Screenshot 4 b: incorrect entries for region ‘IL’ in table GEOT005S


I corrected these entries using this simple update statement:


6_error_correction.jpg

After correcting the entries in table SCUSTOM, the query fills the coordinates for all customers in region ‘IL’:


7_left_outer_join_corrected.jpg

Screenshot 4 c:  table join using a left outer join after correcting the problematic database entries. Notice that now every customer which has a region defined has the coordinates filled.


Example 5: adding a simple group function


Many times the business is not interested in all individual data records, but want to see an aggregation based on a specific field. For example, the sum of all sales per salesperson, costs per project etc. In this case we have two options: either retrieve all relevant records from the database and perform the calculations on the application server using our own ABAP code, or perform the calculation using the database engine.


Business requirement: we want to see the number of bookings that match our selection criteria. (bookings of Lufthansa that are not cancelled).


In order to achieve this using the database, we have to add a GROUP BY clause and we have to define the aggregate function (also called as group function) COUNT in the SELECT clause.


The GROUP BY clause combines groups of rows in the result set into a single row. In this very simple case, we want to see the total number of bookings, not broken down by any other field.


The COUNT( * ) function determines the number of rows in the result set or in the current group. Right now we don’t have any groups defined so in our case it returns the total number of bookings.


8_simple_count_function.jpg

Screenshot 5: a simple group function counting the number of bookings that match the selection criteria.


Note: The COUNT function can be also used to determine the number of  different values of a specific field in the result set. In this case, simply put the field name in the parentheses and add the DISTINCT keyword. For ex. to count how many countries are the customers from, use “COUNT( DISTINCT country )” in the SELECT clause.

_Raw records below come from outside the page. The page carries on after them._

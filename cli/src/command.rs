use std::str::FromStr;

use anyhow::{Context, bail};
use sweeper_core::Coord2;

/// One line of player input.
#[derive(Copy, Clone, Debug, PartialEq, Eq)]
pub(crate) enum Command {
    Reveal(Coord2),
    Flag(Coord2),
    Restart,
    Quit,
}

impl FromStr for Command {
    type Err = anyhow::Error;

    fn from_str(line: &str) -> Result<Self, Self::Err> {
        let mut words = line.split_whitespace();
        let Some(verb) = words.next() else {
            bail!("empty command");
        };

        let command = match verb {
            "r" | "reveal" => Command::Reveal(parse_coords(&mut words)?),
            "f" | "flag" => Command::Flag(parse_coords(&mut words)?),
            "n" | "new" | "restart" => Command::Restart,
            "q" | "quit" => Command::Quit,
            other => bail!("unknown command {other:?}, expected r, f, n or q"),
        };

        if let Some(extra) = words.next() {
            bail!("unexpected argument {extra:?}");
        }
        Ok(command)
    }
}

fn parse_coords<'a>(words: &mut impl Iterator<Item = &'a str>) -> anyhow::Result<Coord2> {
    let mut next = |axis: &str| -> anyhow::Result<u8> {
        let word = words.next().with_context(|| format!("missing {axis}"))?;
        word.parse()
            .with_context(|| format!("invalid {axis} {word:?}"))
    };
    let row = next("row")?;
    let col = next("column")?;
    Ok((row, col))
}
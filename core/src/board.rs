use alloc::collections::{BTreeSet, VecDeque};
use core::ops::Index;
use ndarray::Array2;
use serde::{Deserialize, Serialize};

use crate::*;

/// Grid of tiles for one game, with mines and adjacency fixed at construction.
#[derive(Clone, Debug, PartialEq, Serialize, Deserialize)]
pub struct Board {
    tiles: Array2<TileState>,
    mine_count: CellCount,
}

impl Board {
    /// Builds the board and precomputes every tile's adjacent mine count.
    pub(crate) fn from_mine_mask(mine_mask: &Array2<bool>) -> Self {
        let mut mine_count: CellCount = 0;
        let tiles = Array2::from_shape_fn(mine_mask.dim(), |(row, col)| {
            let coords = (row as Coord, col as Coord);
            let content = if mine_mask[(row, col)] {
                mine_count += 1;
                TileContent::Mine
            } else {
                TileContent::Empty
            };
            let adjacent_mines = mine_mask
                .iter_neighbors(coords)
                .filter(|&pos| mine_mask[pos.to_nd_index()])
                .count() as u8;
            TileState {
                content,
                adjacent_mines,
                ..Default::default()
            }
        });

        Self { tiles, mine_count }
    }

    /// Board with mines at exactly `mine_coords`, duplicates collapsed.
    pub fn from_mine_coords(size: Coord2, mine_coords: &[Coord2]) -> Result<Self> {
        let mut mine_mask: Array2<bool> = Array2::default(size.to_nd_index());

        for &coords in mine_coords {
            if coords.0 >= size.0 || coords.1 >= size.1 {
                return Err(GameError::InvalidCoords);
            }
            mine_mask[coords.to_nd_index()] = true;
        }

        Ok(Self::from_mine_mask(&mine_mask))
    }

    pub fn game_config(&self) -> GameConfig {
        GameConfig::new(self.size(), self.mine_count)
    }

    pub fn validate_coords(&self, coords: Coord2) -> Result<Coord2> {
        let size = self.size();
        if coords.0 < size.0 && coords.1 < size.1 {
            Ok(coords)
        } else {
            Err(GameError::InvalidCoords)
        }
    }

    pub fn size(&self) -> Coord2 {
        let (rows, cols) = self.tiles.dim();
        (rows as Coord, cols as Coord)
    }

    pub fn total_cells(&self) -> CellCount {
        self.tiles.len() as CellCount
    }

    pub fn mine_count(&self) -> CellCount {
        self.mine_count
    }

    pub fn safe_cell_count(&self) -> CellCount {
        self.total_cells() - self.mine_count
    }

    /// Tile at `coords`, panics when out of bounds.
    pub fn tile_at(&self, coords: Coord2) -> TileState {
        self[coords]
    }

    pub fn contains_mine(&self, coords: Coord2) -> bool {
        self[coords].is_mine()
    }

    pub fn adjacent_mine_count(&self, coords: Coord2) -> u8 {
        self[coords].adjacent_mines
    }

    /// Row-major iteration over every tile.
    pub fn iter_tiles(&self) -> impl Iterator<Item = (Coord2, TileState)> + '_ {
        self.tiles
            .indexed_iter()
            .map(|((row, col), &tile)| ((row as Coord, col as Coord), tile))
    }

    pub fn iter_neighbors(&self, coords: Coord2) -> NeighborIter {
        self.tiles.iter_neighbors(coords)
    }

    /// A revealed numbered tile whose flagged neighbors match its number.
    pub fn is_chordable(&self, coords: Coord2) -> bool {
        let tile = self[coords];
        tile.revealed
            && tile.adjacent_mines > 0
            && tile.adjacent_mines == self.count_flagged_neighbors(coords)
    }

    /// Toggles the flag on any tile, revealed ones included.
    pub fn toggle_flag(&mut self, coords: Coord2) -> Result<MarkOutcome> {
        let coords = self.validate_coords(coords)?;
        let tile = &mut self.tiles[coords.to_nd_index()];
        tile.flagged = !tile.flagged;
        log::debug!("Flag at {:?} set to {}", coords, tile.flagged);
        Ok(MarkOutcome::Changed)
    }

    /// Chord-clears a satisfied numbered tile, otherwise flood-fills from `coords`.
    ///
    /// A hidden flagged target is left alone; flood-fill itself walks over flags.
    pub fn reveal(&mut self, coords: Coord2) -> Result<RevealOutcome> {
        let coords = self.validate_coords(coords)?;

        let target = self[coords];
        if target.flagged && !target.revealed {
            return Ok(RevealOutcome::NoChange);
        }

        Ok(if self.is_chordable(coords) {
            self.chord(coords)
        } else {
            self.flood_fill(coords)
        })
    }

    /// Reveals every unflagged neighbor, flood-filling from the zero ones.
    fn chord(&mut self, coords: Coord2) -> RevealOutcome {
        log::debug!("Chord at {:?}", coords);
        let mut outcome = RevealOutcome::NoChange;
        for pos in self.iter_neighbors(coords) {
            if !self[pos].flagged {
                outcome |= self.flood_fill(pos);
            }
        }
        outcome
    }

    /// Breadth-first reveal from `start`, expanding only through empty zero tiles.
    fn flood_fill(&mut self, start: Coord2) -> RevealOutcome {
        let mut outcome = RevealOutcome::NoChange;
        let mut visited = BTreeSet::new();
        let mut to_visit = VecDeque::from([start]);

        while let Some(coords) = to_visit.pop_front() {
            if !visited.insert(coords) {
                continue;
            }

            let tile = &mut self.tiles[coords.to_nd_index()];
            if !tile.revealed {
                tile.revealed = true;
                if tile.is_mine() {
                    log::debug!("Revealed mine at {:?}", coords);
                    outcome |= RevealOutcome::HitMine;
                } else {
                    log::trace!(
                        "Revealed tile at {:?}, mine count: {}",
                        coords,
                        tile.adjacent_mines
                    );
                    outcome |= RevealOutcome::Revealed;
                }
            }

            if !tile.is_zero() {
                continue;
            }

            for pos in self.tiles.iter_neighbors(coords) {
                if !self.tiles[pos.to_nd_index()].is_mine() && !visited.contains(&pos) {
                    to_visit.push_back(pos);
                }
            }
        }

        outcome
    }

    fn count_flagged_neighbors(&self, coords: Coord2) -> u8 {
        self.iter_neighbors(coords)
            .filter(|&pos| self[pos].flagged)
            .count() as u8
    }

    /// Derives flag, mine, and outcome counts; never mutates.
    pub fn summary(&self) -> Summary {
        let mut flagged: CellCount = 0;
        let mut revealed_safe: CellCount = 0;
        let mut revealed_mines: CellCount = 0;

        for tile in self.tiles.iter() {
            if tile.flagged {
                flagged += 1;
            }
            match (tile.revealed, tile.content) {
                (true, TileContent::Mine) => revealed_mines += 1,
                (true, TileContent::Empty) => revealed_safe += 1,
                (false, _) => {}
            }
        }

        let tiles_to_go = self
            .safe_cell_count()
            .saturating_sub(revealed_safe + revealed_mines);
        let outcome = if revealed_mines > 0 {
            GameOutcome::Loss
        } else if tiles_to_go == 0 {
            GameOutcome::Win
        } else {
            GameOutcome::Ongoing
        };

        Summary {
            remaining_flags: i32::from(self.mine_count) - i32::from(flagged),
            revealed_mine_count: revealed_mines,
            tiles_to_go,
            outcome,
        }
    }
}

impl Index<Coord2> for Board {
    type Output = TileState;

    fn index(&self, coords: Coord2) -> &Self::Output {
        &self.tiles[coords.to_nd_index()]
    }
}
use thiserror::Error;

use crate::CellCount;

#[derive(Error, Debug, Copy, Clone, PartialEq, Eq)]
pub enum GameError {
    #[error("Invalid coordinates")]
    InvalidCoords,
    #[error("Board must have at least one row and one column")]
    InvalidSize,
    #[error("Board must contain at least one mine")]
    NoMines,
    #[error("Too many mines: {mines} requested but only {capacity} fit outside the safe start")]
    TooManyMines { mines: CellCount, capacity: CellCount },
}

pub type Result<T> = core::result::Result<T, GameError>;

It is important to note that the group functions are always performed after the evaluation of the WHERE clause. The database engine first reads the records matching the WHERE clause, then forms groups (see next example) and then performs the group function.


Using the GROUP BY clause and aggregate functions ensures that aggregates and groups are assembled by the database system, not the application server. This can considerably reduce the volume of data that has to be transferred from the database to the application server. Of course on the other side, this needs more resources from the database.


Hint: With the use of GROUP BY, the statement SELECT avoids the SAP buffering.


Example 6: defining groups for the group functions


We’ve learned that group functions perform certain calculations on groups of database records. If we do not explicitly specify a group, then all the records in the result set are considered as one big group, as in the previous example.


Business requirement: display the number of (non-cancelled Lufthansa) bookings per customer.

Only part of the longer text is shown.